AUTORES: Guerrero-Fernández, J. 
Fecha de publicación: Junio 2002
*Hospital infantil "La Paz".

Varias situaciones, habitualmente patológicas, pueden ser responsables de un acumulo de cobre a nivel hepático. Destacan la enfermedad de Wilson y cualquier entidad que curse con colestasis prolongada. También la inmadurez hepática del neonato condiciona un estado transitorio de sobrecarga cúprica que desaparece entre los 3 y 6 meses de edad y que hasta entonces hace imposible, salvo por estudio genético, el diagnóstico de enfermedad de Wilson; no solo encontraremos exceso de cobre en hígado, sino también una cupremia y ceruloplasminemia bajas. La intoxicación por cobre, aunque rara, es otra posibilidad.

Para el entendimiento de esta enfermedad y las múltiples posibilidades que podemos encontrarnos en el estudio del metabolismo del cobre, es preciso conocer bien su fisiopatología.

Metabolismo del cobre

1. Alimentos ricos en cobre: fundamentalmente carnes animales y crustáceos.

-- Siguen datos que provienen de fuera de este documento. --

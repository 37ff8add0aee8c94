use thiserror::Error;

/// The closed set of failure kinds a ring buffer operation can report.
///
/// Both are expected, recoverable conditions. The failing operation is a
/// no-op on buffer state; retrying is left to the caller.
#[derive(Clone, Copy, Debug, PartialEq, Eq, Error)]
pub enum RingBufferError {
    #[error("ring buffer is full and cannot accept more elements")]
    Full,

    #[error("ring buffer is empty and no element can be popped")]
    Empty,
}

2. La absorción de cobre a nivel intestinal corre a cargo de un transportador activo que lo reduce a Cu++ y lo mete dentro del enterocito. A este nivel es captado por la metalotioneina donde queda almacenado para más tarde ser enviado a sangre portal por la proteina de Menkes. En este proceso interfiere el Zinc, que estimula la síntesis de metalotioneina y, secundariamente, reduce su paso posterior a sangre. En la enfermedad de Menkes existe un déficit congénito de la proteina que lleva el mismo nombre; esto supone un acúmulo cobre en enterocito (diarrea malabsortiva) y un descenso de la cupremia (anemia, neutropenia y anomalías oseas).

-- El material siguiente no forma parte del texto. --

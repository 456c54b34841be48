use std::env;

use anyhow::Result;

use crate::moderate::ModerateOptions;
use crate::sentiment::engine::SentimentOptions;
use crate::toxicity::perspective::DEFAULT_ENDPOINT;

/// Central configuration loaded from environment variables.
///
/// All secrets come from env vars (never hardcoded). The .env file
/// is loaded automatically at startup via dotenvy.
#[derive(Debug, Clone)]
pub struct Config {
    /// Skip the built-in blacklist (TEXTMOD_EMPTY_LIST=1)
    pub empty_list: bool,
    /// Comma-separated extra blacklist words (TEXTMOD_EXTRA_WORDS)
    pub extra_words: Vec<String>,
    /// Comma-separated whitelist (TEXTMOD_EXCLUDE)
    pub exclude: Vec<String>,
    pub placeholder: char,
    /// Default sentiment language (TEXTMOD_LANGUAGE)
    pub language: Option<String>,
    pub perspective_api_key: String,
    pub perspective_url: String,
}

impl Config {
    /// Load configuration from environment variables.
    ///
    /// Everything has a default except the Perspective API key, which is only
    /// checked by commands that call the API.
    pub fn load() -> Result<Self> {
        let placeholder = match env::var("TEXTMOD_PLACEHOLDER") {
            Ok(value) => parse_placeholder(&value)?,
            Err(_) => '*',
        };

        Ok(Self {
            empty_list: env::var("TEXTMOD_EMPTY_LIST")
                .map(|v| matches!(v.trim(), "1" | "true" | "yes"))
                .unwrap_or(false),
            extra_words: split_list(&env::var("TEXTMOD_EXTRA_WORDS").unwrap_or_default()),
            exclude: split_list(&env::var("TEXTMOD_EXCLUDE").unwrap_or_default()),
            placeholder,
            language: env::var("TEXTMOD_LANGUAGE")
                .ok()
                .filter(|v| !v.trim().is_empty()),
            perspective_api_key: env::var("PERSPECTIVE_API_KEY").unwrap_or_default(),
            perspective_url: env::var("PERSPECTIVE_URL")
                .unwrap_or_else(|_| DEFAULT_ENDPOINT.to_string()),
        })
    }

    /// Check that the Perspective API key is configured.
    /// Call this before any operation that needs toxicity scoring.
    pub fn require_perspective(&self) -> Result<()> {
        if self.perspective_api_key.is_empty() {
            anyhow::bail!(
                "PERSPECTIVE_API_KEY not set. Add it to your .env file.\n\
                 See .env.example for the required variables."
            );
        }
        Ok(())
    }

    /// Map onto the library's construction options.
    pub fn moderate_options(&self) -> ModerateOptions {
        ModerateOptions {
            empty_list: self.empty_list,
            list: self.extra_words.clone(),
            exclude: self.exclude.clone(),
            placeholder: self.placeholder,
            sentiment: SentimentOptions {
                language: self.language.clone(),
                extras: None,
            },
            perspective_url: self.perspective_url.clone(),
            ..ModerateOptions::default()
        }
    }
}

/// The placeholder must be exactly one character.
fn parse_placeholder(value: &str) -> Result<char> {
    let mut chars = value.chars();
    match (chars.next(), chars.next()) {
        (Some(c), None) => Ok(c),
        _ => anyhow::bail!("TEXTMOD_PLACEHOLDER must be a single character, got {value:?}"),
    }
}

fn split_list(value: &str) -> Vec<String> {
    value
        .split(',')
        .map(str::trim)
        .filter(|w| !w.is_empty())
        .map(str::to_string)
        .collect()
}

#[cfg(test)]
mod tests {
    use super::*;

    #[test]
    fn test_parse_placeholder() {
        assert_eq!(parse_placeholder("#").unwrap(), '#');
        assert_eq!(parse_placeholder("é").unwrap(), 'é');
        assert!(parse_placeholder("").is_err());
        assert!(parse_placeholder("**").is_err());
    }

    #[test]
    fn test_split_list_trims_and_drops_empty() {
        assert_eq!(split_list(" foo, bar ,,baz "), vec!["foo", "bar", "baz"]);
        assert!(split_list("").is_empty());
    }

    #[test]
    fn test_moderate_options_mapping() {
        let config = Config {
            empty_list: true,
            extra_words: vec!["frak".to_string()],
            exclude: vec!["hell".to_string()],
            placeholder: '#',
            language: Some("fr".to_string()),
            perspective_api_key: String::new(),
            perspective_url: DEFAULT_ENDPOINT.to_string(),
        };
        assert!(config.require_perspective().is_err());

        let options = config.moderate_options();
        assert!(options.empty_list);
        assert_eq!(options.list, vec!["frak"]);
        assert_eq!(options.placeholder, '#');
        assert_eq!(options.sentiment.language.as_deref(), Some("fr"));
    }
}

3. En el transporte sanguíneo de cobre a hígado intervienen la albúmina y la transcupreina.

4. La entrada de cobre en hepatocito también requiere de un transportador activo. A nivel citoplasmático tres transportadores del cobre (chaperonas) lo envían a tres lugares que requieren de su presencia:

a) Super-Oxido-Dismutasa (SOD) citoplasmática.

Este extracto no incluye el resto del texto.